Your task:
From the data below, repeat exactly the lines from the line with "assert!(fallback.trigger_on_error.contains(&STATUS_TIMEOUT));" to the line with "assert!(err.has_code(codes::QUORUM));", both included.

The records:
*** Begin section ***
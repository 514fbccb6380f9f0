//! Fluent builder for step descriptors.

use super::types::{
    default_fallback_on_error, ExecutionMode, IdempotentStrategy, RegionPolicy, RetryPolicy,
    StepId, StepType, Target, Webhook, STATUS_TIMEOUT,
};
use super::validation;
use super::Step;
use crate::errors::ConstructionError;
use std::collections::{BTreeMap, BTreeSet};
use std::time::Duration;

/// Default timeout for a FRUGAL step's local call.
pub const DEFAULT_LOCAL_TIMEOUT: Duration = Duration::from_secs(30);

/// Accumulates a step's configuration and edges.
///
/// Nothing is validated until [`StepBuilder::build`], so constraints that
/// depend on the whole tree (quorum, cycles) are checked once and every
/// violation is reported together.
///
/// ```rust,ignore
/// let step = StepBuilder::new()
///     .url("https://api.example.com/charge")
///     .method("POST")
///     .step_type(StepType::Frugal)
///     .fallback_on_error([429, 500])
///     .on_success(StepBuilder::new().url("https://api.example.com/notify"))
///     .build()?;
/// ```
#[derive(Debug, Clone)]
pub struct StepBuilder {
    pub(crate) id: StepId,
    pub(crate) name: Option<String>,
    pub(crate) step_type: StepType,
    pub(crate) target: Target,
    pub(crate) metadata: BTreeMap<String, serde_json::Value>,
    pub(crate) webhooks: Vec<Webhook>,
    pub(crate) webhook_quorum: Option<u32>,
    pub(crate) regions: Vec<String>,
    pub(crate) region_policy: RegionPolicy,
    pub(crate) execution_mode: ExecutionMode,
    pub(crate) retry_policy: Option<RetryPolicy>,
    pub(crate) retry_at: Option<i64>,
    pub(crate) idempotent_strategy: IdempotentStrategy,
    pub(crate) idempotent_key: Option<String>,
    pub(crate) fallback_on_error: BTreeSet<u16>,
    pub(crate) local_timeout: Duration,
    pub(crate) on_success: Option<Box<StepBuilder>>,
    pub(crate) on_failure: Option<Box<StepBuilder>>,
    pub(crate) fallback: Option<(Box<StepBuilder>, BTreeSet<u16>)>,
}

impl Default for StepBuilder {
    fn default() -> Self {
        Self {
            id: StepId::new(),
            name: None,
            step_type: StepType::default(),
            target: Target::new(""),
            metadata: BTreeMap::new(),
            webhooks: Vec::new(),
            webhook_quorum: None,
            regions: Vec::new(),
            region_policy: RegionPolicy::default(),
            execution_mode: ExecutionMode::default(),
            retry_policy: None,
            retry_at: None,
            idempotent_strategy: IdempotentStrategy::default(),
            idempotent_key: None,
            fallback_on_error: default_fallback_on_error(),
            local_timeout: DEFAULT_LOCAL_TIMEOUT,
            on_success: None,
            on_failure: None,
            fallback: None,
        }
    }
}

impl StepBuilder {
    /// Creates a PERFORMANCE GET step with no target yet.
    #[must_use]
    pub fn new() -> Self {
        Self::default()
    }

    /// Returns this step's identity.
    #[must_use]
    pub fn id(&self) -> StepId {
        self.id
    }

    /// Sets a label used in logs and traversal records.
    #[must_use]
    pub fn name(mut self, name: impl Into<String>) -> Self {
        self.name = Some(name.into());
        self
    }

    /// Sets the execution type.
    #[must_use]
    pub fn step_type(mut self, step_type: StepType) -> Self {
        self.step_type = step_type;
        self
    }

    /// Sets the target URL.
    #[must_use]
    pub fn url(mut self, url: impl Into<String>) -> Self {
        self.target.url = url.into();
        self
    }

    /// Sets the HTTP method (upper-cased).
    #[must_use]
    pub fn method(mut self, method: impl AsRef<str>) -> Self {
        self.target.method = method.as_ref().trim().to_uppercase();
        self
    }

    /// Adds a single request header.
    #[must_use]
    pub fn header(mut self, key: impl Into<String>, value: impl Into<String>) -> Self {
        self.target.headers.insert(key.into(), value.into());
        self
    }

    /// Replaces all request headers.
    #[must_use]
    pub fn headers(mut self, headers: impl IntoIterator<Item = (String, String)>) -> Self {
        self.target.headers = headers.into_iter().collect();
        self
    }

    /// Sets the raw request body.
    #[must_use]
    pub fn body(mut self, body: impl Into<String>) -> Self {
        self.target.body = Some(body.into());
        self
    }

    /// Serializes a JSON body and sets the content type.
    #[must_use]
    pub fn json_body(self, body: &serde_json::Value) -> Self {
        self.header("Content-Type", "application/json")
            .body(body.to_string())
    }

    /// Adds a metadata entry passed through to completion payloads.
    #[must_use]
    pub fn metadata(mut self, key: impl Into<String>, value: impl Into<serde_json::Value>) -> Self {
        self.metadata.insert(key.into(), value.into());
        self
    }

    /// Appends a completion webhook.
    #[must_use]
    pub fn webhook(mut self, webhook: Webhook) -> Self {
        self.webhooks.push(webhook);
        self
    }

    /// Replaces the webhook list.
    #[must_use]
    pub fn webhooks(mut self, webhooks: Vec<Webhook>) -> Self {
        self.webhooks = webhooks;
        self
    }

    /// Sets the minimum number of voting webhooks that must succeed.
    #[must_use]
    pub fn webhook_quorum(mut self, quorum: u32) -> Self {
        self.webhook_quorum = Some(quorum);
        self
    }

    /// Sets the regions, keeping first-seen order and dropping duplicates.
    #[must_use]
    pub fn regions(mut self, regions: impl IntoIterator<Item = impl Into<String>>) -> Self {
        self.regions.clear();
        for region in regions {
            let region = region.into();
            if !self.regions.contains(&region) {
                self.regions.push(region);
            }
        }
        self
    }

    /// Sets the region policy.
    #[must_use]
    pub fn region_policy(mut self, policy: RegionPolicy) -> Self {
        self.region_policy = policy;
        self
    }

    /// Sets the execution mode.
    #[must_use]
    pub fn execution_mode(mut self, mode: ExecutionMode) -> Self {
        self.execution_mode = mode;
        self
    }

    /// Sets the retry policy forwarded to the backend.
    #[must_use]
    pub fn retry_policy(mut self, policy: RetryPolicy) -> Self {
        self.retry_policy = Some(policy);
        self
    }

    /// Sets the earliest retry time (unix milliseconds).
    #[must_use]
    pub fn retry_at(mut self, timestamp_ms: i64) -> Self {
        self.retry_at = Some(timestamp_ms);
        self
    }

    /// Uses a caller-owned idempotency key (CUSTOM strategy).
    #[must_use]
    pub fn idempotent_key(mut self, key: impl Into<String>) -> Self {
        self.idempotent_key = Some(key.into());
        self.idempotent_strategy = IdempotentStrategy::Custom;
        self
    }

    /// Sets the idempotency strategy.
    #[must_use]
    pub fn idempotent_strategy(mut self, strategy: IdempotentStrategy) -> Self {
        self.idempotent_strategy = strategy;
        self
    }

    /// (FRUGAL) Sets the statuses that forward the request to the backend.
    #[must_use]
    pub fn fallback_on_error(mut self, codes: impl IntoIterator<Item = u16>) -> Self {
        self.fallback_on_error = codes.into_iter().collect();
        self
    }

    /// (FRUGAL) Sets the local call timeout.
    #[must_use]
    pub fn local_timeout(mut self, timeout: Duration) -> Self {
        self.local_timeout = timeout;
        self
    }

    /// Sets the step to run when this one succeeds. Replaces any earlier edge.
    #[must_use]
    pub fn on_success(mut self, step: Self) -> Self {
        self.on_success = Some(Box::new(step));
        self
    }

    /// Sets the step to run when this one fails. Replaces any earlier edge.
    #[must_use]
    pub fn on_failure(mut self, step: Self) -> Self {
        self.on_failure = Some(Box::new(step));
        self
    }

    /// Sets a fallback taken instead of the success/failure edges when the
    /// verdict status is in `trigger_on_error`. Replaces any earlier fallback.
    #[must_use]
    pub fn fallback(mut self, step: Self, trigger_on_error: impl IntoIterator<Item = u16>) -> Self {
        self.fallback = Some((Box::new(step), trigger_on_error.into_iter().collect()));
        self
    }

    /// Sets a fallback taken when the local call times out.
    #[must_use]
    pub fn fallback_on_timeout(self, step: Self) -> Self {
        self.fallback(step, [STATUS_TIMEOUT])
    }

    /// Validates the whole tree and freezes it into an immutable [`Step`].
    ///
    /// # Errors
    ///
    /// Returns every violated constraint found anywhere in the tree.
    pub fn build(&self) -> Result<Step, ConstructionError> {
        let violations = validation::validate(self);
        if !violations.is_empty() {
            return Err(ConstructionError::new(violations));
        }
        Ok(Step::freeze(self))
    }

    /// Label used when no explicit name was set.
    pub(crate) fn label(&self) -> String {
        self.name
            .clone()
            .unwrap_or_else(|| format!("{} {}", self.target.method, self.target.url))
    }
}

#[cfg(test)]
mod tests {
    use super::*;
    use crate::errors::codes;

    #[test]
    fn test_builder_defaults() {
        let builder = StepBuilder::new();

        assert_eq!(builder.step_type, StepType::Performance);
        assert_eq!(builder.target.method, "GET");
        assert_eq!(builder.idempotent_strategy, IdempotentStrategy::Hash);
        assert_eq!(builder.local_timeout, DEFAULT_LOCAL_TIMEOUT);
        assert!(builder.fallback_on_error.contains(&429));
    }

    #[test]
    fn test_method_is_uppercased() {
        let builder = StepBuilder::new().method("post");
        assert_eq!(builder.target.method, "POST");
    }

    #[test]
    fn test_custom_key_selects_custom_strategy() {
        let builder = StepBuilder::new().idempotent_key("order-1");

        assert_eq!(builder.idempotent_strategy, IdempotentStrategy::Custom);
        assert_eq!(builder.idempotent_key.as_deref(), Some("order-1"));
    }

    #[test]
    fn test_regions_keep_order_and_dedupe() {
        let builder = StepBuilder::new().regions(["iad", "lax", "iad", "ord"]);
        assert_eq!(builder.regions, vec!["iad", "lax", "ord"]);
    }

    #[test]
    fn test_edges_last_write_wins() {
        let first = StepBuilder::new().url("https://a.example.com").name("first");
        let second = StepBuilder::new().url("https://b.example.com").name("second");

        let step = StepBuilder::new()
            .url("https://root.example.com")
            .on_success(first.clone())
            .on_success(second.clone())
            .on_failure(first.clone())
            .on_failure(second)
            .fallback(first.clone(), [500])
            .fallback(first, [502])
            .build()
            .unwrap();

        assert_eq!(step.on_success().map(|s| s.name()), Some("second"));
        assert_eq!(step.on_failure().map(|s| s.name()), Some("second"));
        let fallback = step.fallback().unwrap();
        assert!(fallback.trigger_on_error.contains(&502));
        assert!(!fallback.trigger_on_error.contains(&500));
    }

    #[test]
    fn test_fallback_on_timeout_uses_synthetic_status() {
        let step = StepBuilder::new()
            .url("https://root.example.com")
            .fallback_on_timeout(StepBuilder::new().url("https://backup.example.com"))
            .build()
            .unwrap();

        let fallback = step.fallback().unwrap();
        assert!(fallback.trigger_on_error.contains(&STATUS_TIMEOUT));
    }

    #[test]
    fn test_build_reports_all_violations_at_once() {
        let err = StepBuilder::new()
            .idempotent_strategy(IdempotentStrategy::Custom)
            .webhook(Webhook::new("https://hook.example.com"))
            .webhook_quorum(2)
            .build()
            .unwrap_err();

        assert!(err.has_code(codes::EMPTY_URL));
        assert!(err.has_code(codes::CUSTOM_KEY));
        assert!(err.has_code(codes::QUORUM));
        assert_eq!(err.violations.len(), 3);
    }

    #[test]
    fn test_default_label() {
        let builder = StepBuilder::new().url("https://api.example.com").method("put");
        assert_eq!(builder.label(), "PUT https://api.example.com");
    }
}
*** End section ***
Your response:
        assert!(fallback.trigger_on_error.contains(&STATUS_TIMEOUT));
    }

    #[test]
    fn test_build_reports_all_violations_at_once() {
        let err = StepBuilder::new()
            .idempotent_strategy(IdempotentStrategy::Custom)
            .webhook(Webhook::new("https://hook.example.com"))
            .webhook_quorum(2)
            .build()
            .unwrap_err();

        assert!(err.has_code(codes::EMPTY_URL));
        assert!(err.has_code(codes::CUSTOM_KEY));
        assert!(err.has_code(codes::QUORUM));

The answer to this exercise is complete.